Background:
Sepsis frequently occurs in patients after infection and is highly associated with death. Septic encephalopathy is characterized by dysfunction of the central nervous system, of which the root cause is a systemic inflammatory response. Sepsis-associated encephalopathy is a severe disease that frequently occurs in children, resulting in high morbidity and mortality.
Objectives:
In the present study, we aim to investigate the neuroprotective mechanism of ginsenoside Rg1 in response to septic encephalopathy.
Methods:
Effects of ginsenoside Rg1 on septic encephalopathy were determined by cell viability, cytotoxicity, ROS responses, and apoptosis assays and histological examination of brain.
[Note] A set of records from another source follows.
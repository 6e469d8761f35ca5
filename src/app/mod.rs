pub mod config;
pub mod rate_limit;

use crate::game::config::GameConfig;
use crate::game::constants::VERSION;
use crate::leaderboard::store::{LeaderboardEntry, ScoreStore, DEFAULT_LIMIT};
use crate::shared::score::validate_submission;
use crate::storage::MemoryStore;
use crate::transport::ws_session::handle_socket;
use axum::{
  body::Bytes,
  extract::{ConnectInfo, Query, State, WebSocketUpgrade},
  http::{HeaderMap, HeaderValue, Method, StatusCode},
  response::{IntoResponse, Response},
  routing::{get, post},
  Json, Router,
};
use config::ServerConfig;
use dashmap::DashMap;
use rate_limit::RateLimiter;
use serde::{Deserialize, Serialize};
use std::net::SocketAddr;
use std::sync::Arc;
use std::time::Instant;
use tokio::task::JoinHandle;
use tower_http::cors::{AllowOrigin, Any, CorsLayer};
use tower_http::services::{ServeDir, ServeFile};
use uuid::Uuid;

const NOT_CONFIGURED: &str = "Server not configured.";
const RATE_LIMITED: &str = "Too many requests. Try again soon.";
const INVALID_INPUT: &str = "Invalid input.";
const RECORD_FAILED: &str = "Unable to record score.";

pub struct AppState {
  pub config: ServerConfig,
  pub game: GameConfig,
  pub store: Option<ScoreStore>,
  pub limiter: Arc<RateLimiter>,
  /// Profile id of every open game socket.
  pub sessions: DashMap<Uuid, String>,
  pub profiles: Arc<MemoryStore>,
}

impl AppState {
  pub fn new(config: ServerConfig, store: Option<ScoreStore>) -> Self {
    let limiter = Arc::new(RateLimiter::new(config.rate_limit, config.rate_window));
    Self {
      game: GameConfig::for_variant(config.variant),
      config,
      store,
      limiter,
      sessions: DashMap::new(),
      profiles: Arc::new(MemoryStore::new()),
    }
  }

  /// Forgets stored profiles idle past `profile_ttl` that no open socket is using.
  pub fn sweep_profiles_at(&self, now: Instant) -> usize {
    self.profiles.sweep_idle_at(self.config.profile_ttl, now, |profile| {
      self.sessions.iter().any(|entry| entry.value() == profile)
    })
  }
}

/// Sweeps idle profiles once per `profile_ttl` until the returned handle is aborted.
pub fn spawn_profile_sweeper(state: Arc<AppState>) -> JoinHandle<()> {
  tokio::spawn(async move {
    let mut interval = tokio::time::interval(state.config.profile_ttl);
    interval.tick().await;
    loop {
      interval.tick().await;
      let removed = state.sweep_profiles_at(Instant::now());
      if removed > 0 {
        tracing::debug!(removed, remaining = state.profiles.len(), "profile sweep");
      }
    }
  })
}

#[derive(Debug, Serialize)]
#[serde(rename_all = "camelCase")]
struct HealthResponse {
  status: &'static str,
  version: &'static str,
  timestamp: String,
  storage: &'static str,
  active_sessions: usize,
}

#[derive(Debug, Serialize)]
struct OkResponse {
  ok: bool,
}

#[derive(Debug, Serialize)]
struct ErrorResponse {
  error: &'static str,
}

#[derive(Debug, Serialize)]
struct LeaderboardResponse {
  scores: Vec<LeaderboardEntry>,
}

#[derive(Debug, Deserialize)]
struct LeaderboardQuery {
  limit: Option<String>,
}

pub fn build_router(state: Arc<AppState>) -> Router {
  let public_dir = state.config.public_dir.clone();
  let static_files =
    ServeDir::new(&public_dir).fallback(ServeFile::new(public_dir.join("index.html")));

  Router::new()
    .route("/api/health", get(health))
    .route("/api/score", post(submit_score))
    .route("/api/leaderboard", get(leaderboard))
    .route("/api/play", get(play))
    .fallback_service(static_files)
    .layer(cors_layer(&state.config))
    .with_state(state)
}

fn cors_layer(config: &ServerConfig) -> CorsLayer {
  let origin = match &config.allowed_origins {
    Some(origins) => AllowOrigin::list(
      origins
        .iter()
        .filter_map(|origin| HeaderValue::from_str(origin).ok()),
    ),
    None => AllowOrigin::from(Any),
  };
  CorsLayer::new()
    .allow_origin(origin)
    .allow_methods([Method::GET, Method::POST])
    .allow_headers(Any)
}

pub fn timestamp() -> String {
  chrono::Utc::now().to_rfc3339_opts(chrono::SecondsFormat::Millis, true)
}

/// First `X-Forwarded-For` entry, else the peer address.
pub fn client_ip(headers: &HeaderMap, peer: Option<SocketAddr>) -> String {
  let forwarded = headers
    .get("x-forwarded-for")
    .and_then(|value| value.to_str().ok())
    .and_then(|value| value.split(',').next())
    .map(str::trim)
    .filter(|value| !value.is_empty());
  match (forwarded, peer) {
    (Some(forwarded), _) => forwarded.to_string(),
    (None, Some(peer)) => peer.ip().to_string(),
    (None, None) => "unknown".to_string(),
  }
}

fn error_response(status: StatusCode, error: &'static str) -> Response {
  (status, Json(ErrorResponse { error })).into_response()
}

async fn health(State(state): State<Arc<AppState>>) -> impl IntoResponse {
  Json(HealthResponse {
    status: "ok",
    version: VERSION,
    timestamp: timestamp(),
    storage: if state.store.is_some() { "connected" } else { "not configured" },
    active_sessions: state.sessions.len(),
  })
}

async fn submit_score(
  State(state): State<Arc<AppState>>,
  peer: Option<ConnectInfo<SocketAddr>>,
  headers: HeaderMap,
  body: Bytes,
) -> Response {
  let Some(store) = &state.store else {
    return error_response(StatusCode::INTERNAL_SERVER_ERROR, NOT_CONFIGURED);
  };

  let ip = client_ip(&headers, peer.map(|ConnectInfo(address)| address));
  if !state.limiter.allow(&ip) {
    tracing::warn!(%ip, "rate limited");
    return error_response(StatusCode::TOO_MANY_REQUESTS, RATE_LIMITED);
  }

  let submission = serde_json::from_slice::<serde_json::Value>(&body)
    .ok()
    .and_then(|value| validate_submission(&value).ok());
  let Some(submission) = submission else {
    return error_response(StatusCode::BAD_REQUEST, INVALID_INPUT);
  };

  if let Err(error) = store
    .upsert_high_score(&submission.username, submission.score)
    .await
  {
    tracing::error!(%error, "score submission failed");
    return error_response(StatusCode::INTERNAL_SERVER_ERROR, RECORD_FAILED);
  }

  tracing::info!(username = %submission.username, score = submission.score, "score submitted");
  (StatusCode::OK, Json(OkResponse { ok: true })).into_response()
}

async fn leaderboard(
  State(state): State<Arc<AppState>>,
  Query(params): Query<LeaderboardQuery>,
) -> Response {
  let Some(store) = &state.store else {
    return error_response(StatusCode::INTERNAL_SERVER_ERROR, NOT_CONFIGURED);
  };
  let limit = params
    .limit
    .and_then(|value| value.trim().parse::<i64>().ok())
    .unwrap_or(DEFAULT_LIMIT);

  match store.top_scores(limit).await {
    Ok(scores) => (StatusCode::OK, Json(LeaderboardResponse { scores })).into_response(),
    Err(error) => {
      tracing::error!(%error, "failed to load leaderboard");
      error_response(StatusCode::INTERNAL_SERVER_ERROR, "Unable to load leaderboard.")
    }
  }
}

async fn play(ws: WebSocketUpgrade, State(state): State<Arc<AppState>>) -> impl IntoResponse {
  ws.on_upgrade(move |socket| handle_socket(socket, state))
}

#[cfg(test)]
mod tests;
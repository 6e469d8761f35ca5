use super::config::GameConfig;
use super::constants::{CLASSIC_BODY, NEON_BODY, RAINBOW};
use super::config::Variant;

/// `m:ss`, minutes unbounded.
pub fn format_time(ms: f64) -> String {
    let total_seconds = (ms.max(0.0) / 1000.0).floor() as u64;
    let minutes = total_seconds / 60;
    let seconds = total_seconds % 60;
    format!("{minutes}:{seconds:02}")
}

/// `#rrggbb` to `"r, g, b"` for rgba() strings. Unparsable channels read as 0.
pub fn hex_to_rgb(hex: &str) -> String {
    let digits = hex.trim_start_matches('#');
    let channel = |range: std::ops::Range<usize>| {
        digits
            .get(range)
            .and_then(|pair| u8::from_str_radix(pair, 16).ok())
            .unwrap_or(0)
    };
    format!("{}, {}, {}", channel(0..2), channel(2..4), channel(4..6))
}

pub fn segment_color(config: &GameConfig, index: usize) -> &'static str {
    if config.rainbow_body {
        return RAINBOW[index % RAINBOW.len()];
    }
    match config.variant {
        Variant::Neon => NEON_BODY,
        _ => CLASSIC_BODY,
    }
}
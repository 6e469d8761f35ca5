//! Tuning for the game variants. The variants differ only in numbers and
//! feature switches, so one [`GameConfig`] drives every code path.

use super::types::{Cell, Direction};
use serde::{Deserialize, Serialize};
use std::str::FromStr;

#[derive(Debug, Clone, Copy, PartialEq, Eq, Default, Serialize, Deserialize)]
#[serde(rename_all = "lowercase")]
pub enum Variant {
    Classic,
    Rainbow,
    #[default]
    Neon,
}

impl FromStr for Variant {
    type Err = String;

    fn from_str(value: &str) -> Result<Self, Self::Err> {
        match value.trim().to_ascii_lowercase().as_str() {
            "classic" | "basic" => Ok(Variant::Classic),
            "rainbow" => Ok(Variant::Rainbow),
            "neon" | "neon-dust" => Ok(Variant::Neon),
            other => Err(format!("unknown game variant `{other}`")),
        }
    }
}

#[derive(Debug, Clone, PartialEq)]
pub struct GameConfig {
    pub variant: Variant,
    pub grid_size: i32,
    pub food_margin: i32,
    pub base_step_ms: f64,
    pub min_step_ms: f64,
    pub ramp_per_point: f64,
    pub countdown_step_ms: f64,
    pub start_snake: Vec<Cell>,
    pub start_direction: Direction,
    pub save_key: &'static str,
    pub rainbow_body: bool,
    pub hazards: bool,
}

impl GameConfig {
    pub fn for_variant(variant: Variant) -> Self {
        match variant {
            Variant::Classic => Self {
                variant,
                grid_size: 16,
                food_margin: 1,
                base_step_ms: 220.0,
                min_step_ms: 120.0,
                ramp_per_point: 2.0,
                countdown_step_ms: 250.0,
                start_snake: vec![Cell::new(7, 8), Cell::new(6, 8), Cell::new(5, 8)],
                start_direction: Direction::RIGHT,
                save_key: "snake-save",
                rainbow_body: false,
                hazards: false,
            },
            Variant::Rainbow => Self {
                variant,
                grid_size: 18,
                food_margin: 2,
                base_step_ms: 285.0,
                min_step_ms: 135.0,
                ramp_per_point: 2.4,
                countdown_step_ms: 250.0,
                start_snake: vec![Cell::new(8, 9), Cell::new(7, 9), Cell::new(6, 9)],
                start_direction: Direction::RIGHT,
                save_key: "rainbow-snake-save",
                rainbow_body: true,
                hazards: false,
            },
            Variant::Neon => Self {
                variant,
                grid_size: 20,
                food_margin: 1,
                base_step_ms: 240.0,
                min_step_ms: 110.0,
                ramp_per_point: 2.8,
                countdown_step_ms: 400.0,
                start_snake: vec![Cell::new(9, 10), Cell::new(8, 10), Cell::new(7, 10)],
                start_direction: Direction::RIGHT,
                save_key: "neon-snake-save",
                rainbow_body: false,
                hazards: true,
            },
        }
    }

    pub fn in_grid(&self, cell: Cell) -> bool {
        cell.x >= 0 && cell.x < self.grid_size && cell.y >= 0 && cell.y < self.grid_size
    }

    /// Food may only appear inside the margin band.
    pub fn in_margin(&self, cell: Cell) -> bool {
        let min = self.food_margin;
        let max = self.grid_size - self.food_margin;
        cell.x >= min && cell.x < max && cell.y >= min && cell.y < max
    }

    /// Score-driven pace before hazard modifiers.
    pub fn base_step_duration(&self, score: u32) -> f64 {
        let points = score as f64 / 10.0;
        (self.base_step_ms - points * self.ramp_per_point).max(self.min_step_ms)
    }
}

impl Default for GameConfig {
    fn default() -> Self {
        Self::for_variant(Variant::default())
    }
}
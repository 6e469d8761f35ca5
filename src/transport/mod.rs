pub mod outbound;
pub mod ws_session;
Inflammatory activities were evaluated by expression levels of IL-1β, IL-6, IL-10, TNF-α, and MCP-1 using qPCR and ELISA. Activities of signaling pathways in inflammation were estimated by the production of p-Erk1/2/Erk1/2, p-JNK/JNK, p-p38/p38, p-p65/p65, and p-IkBα/IkBα using western blot.
Results:
LPS simulation resulted in a significant increase in cytotoxicity, ROS responses, and apoptosis and a significant decrease in cell viability in CTX TNA2 cells, as well as brain damage in rats. Moreover, the production of IL-1β, IL-6, IL-10, TNF-α, and MCP-1 was significantly stimulated both in CTX TNA2 cells and in the brain, which confirmed the establishment of vitro and in vivo models of septic encephalopathy. The damage and inflammatory responses induced by LPS were significantly decreased by treatment with Rg1. Western blot analyses indicated Rg1 significantly decreased the production of p-Erk1/2/Erk1/2, p-JNK/JNK, p-p38/p38, p-p65/p65, and p-IkBα/IkBα in LPS-induced CTX TNA2 cells and in the brain.
Conclusions:
These findings suggested that Rg1 inhibited the activation of NF-κB and MAPK signaling pathways, which activate the production of proinflammatory cytokines and chemokines. The findings of this study suggest that ginsenoside Rg1 is a candidate treatment for septic encephalopathy.